Search the material below for the string "impl" and copy each line where it appears.
━━ DATA SUPPLIED ━━
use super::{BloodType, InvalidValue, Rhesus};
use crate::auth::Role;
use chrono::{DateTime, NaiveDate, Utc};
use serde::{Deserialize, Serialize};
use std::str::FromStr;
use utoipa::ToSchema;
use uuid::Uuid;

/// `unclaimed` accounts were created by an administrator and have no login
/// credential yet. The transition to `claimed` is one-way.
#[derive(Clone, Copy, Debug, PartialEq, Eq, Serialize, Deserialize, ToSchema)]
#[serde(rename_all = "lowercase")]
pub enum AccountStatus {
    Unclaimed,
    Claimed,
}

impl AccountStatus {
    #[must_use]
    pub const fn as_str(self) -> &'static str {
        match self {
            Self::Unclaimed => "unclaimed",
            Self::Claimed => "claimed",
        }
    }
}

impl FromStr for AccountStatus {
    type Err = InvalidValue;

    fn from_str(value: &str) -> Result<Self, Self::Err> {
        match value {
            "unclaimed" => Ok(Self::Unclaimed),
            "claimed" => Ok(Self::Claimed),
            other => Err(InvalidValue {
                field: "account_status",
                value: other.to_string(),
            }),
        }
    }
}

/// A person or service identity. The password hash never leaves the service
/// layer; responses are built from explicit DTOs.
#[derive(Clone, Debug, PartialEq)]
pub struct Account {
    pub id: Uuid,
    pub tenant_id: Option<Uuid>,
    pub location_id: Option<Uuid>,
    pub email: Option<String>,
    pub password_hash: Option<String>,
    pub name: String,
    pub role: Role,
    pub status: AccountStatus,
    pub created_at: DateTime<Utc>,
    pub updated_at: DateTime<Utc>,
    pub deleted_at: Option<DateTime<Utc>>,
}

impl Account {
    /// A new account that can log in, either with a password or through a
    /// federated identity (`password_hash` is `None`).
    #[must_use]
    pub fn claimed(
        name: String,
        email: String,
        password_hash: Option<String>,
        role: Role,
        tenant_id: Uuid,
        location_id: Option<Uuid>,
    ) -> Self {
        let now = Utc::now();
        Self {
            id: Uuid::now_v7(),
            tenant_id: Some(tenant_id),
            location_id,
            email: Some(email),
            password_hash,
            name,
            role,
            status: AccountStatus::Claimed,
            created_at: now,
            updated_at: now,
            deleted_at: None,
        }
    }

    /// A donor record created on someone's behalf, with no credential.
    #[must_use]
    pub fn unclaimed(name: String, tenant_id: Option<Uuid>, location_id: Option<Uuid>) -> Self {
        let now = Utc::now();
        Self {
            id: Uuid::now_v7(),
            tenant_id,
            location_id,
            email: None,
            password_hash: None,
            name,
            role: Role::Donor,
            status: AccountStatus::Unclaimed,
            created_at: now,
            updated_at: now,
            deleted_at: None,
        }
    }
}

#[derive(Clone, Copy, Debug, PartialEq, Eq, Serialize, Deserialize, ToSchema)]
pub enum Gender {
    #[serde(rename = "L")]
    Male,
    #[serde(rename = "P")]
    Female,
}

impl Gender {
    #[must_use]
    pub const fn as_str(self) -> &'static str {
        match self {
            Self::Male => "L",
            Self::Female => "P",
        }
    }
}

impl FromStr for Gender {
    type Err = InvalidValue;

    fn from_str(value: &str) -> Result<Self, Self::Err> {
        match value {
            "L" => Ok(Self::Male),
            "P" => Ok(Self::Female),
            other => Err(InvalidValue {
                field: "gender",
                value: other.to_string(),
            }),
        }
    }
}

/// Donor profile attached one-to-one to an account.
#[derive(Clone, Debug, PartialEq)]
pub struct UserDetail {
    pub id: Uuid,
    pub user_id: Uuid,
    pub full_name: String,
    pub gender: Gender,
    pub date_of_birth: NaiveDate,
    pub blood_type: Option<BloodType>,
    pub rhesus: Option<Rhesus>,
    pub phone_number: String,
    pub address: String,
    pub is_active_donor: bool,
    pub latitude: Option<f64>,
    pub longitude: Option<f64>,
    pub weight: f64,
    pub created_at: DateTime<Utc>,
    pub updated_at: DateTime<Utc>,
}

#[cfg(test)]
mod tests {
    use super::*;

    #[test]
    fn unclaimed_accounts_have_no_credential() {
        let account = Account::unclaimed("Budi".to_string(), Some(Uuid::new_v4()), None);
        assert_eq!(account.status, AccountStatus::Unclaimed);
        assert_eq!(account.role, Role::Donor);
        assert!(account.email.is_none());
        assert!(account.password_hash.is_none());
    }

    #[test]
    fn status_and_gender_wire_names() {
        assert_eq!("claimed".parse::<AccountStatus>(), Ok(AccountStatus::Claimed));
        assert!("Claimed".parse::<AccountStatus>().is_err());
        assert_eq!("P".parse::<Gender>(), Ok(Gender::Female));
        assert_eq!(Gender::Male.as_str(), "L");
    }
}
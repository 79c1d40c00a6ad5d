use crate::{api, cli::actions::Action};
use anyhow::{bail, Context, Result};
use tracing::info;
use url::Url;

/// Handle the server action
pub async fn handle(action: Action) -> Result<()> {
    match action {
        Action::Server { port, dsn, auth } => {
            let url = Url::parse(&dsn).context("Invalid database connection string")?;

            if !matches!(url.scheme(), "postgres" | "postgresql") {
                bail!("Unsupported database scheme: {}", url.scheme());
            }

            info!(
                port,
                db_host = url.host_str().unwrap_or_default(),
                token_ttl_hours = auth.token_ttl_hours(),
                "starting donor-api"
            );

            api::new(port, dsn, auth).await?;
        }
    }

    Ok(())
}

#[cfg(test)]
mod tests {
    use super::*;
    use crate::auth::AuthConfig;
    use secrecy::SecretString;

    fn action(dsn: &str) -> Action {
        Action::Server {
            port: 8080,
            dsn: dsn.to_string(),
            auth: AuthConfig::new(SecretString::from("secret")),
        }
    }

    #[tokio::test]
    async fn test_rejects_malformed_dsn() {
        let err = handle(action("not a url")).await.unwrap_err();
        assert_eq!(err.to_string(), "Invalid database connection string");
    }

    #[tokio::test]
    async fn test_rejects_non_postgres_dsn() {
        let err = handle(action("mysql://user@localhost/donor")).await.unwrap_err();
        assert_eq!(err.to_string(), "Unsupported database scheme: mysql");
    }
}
━━━
FINISHED TASK:
impl AccountStatus {
impl FromStr for AccountStatus {
impl Account {
impl Gender {
impl FromStr for Gender {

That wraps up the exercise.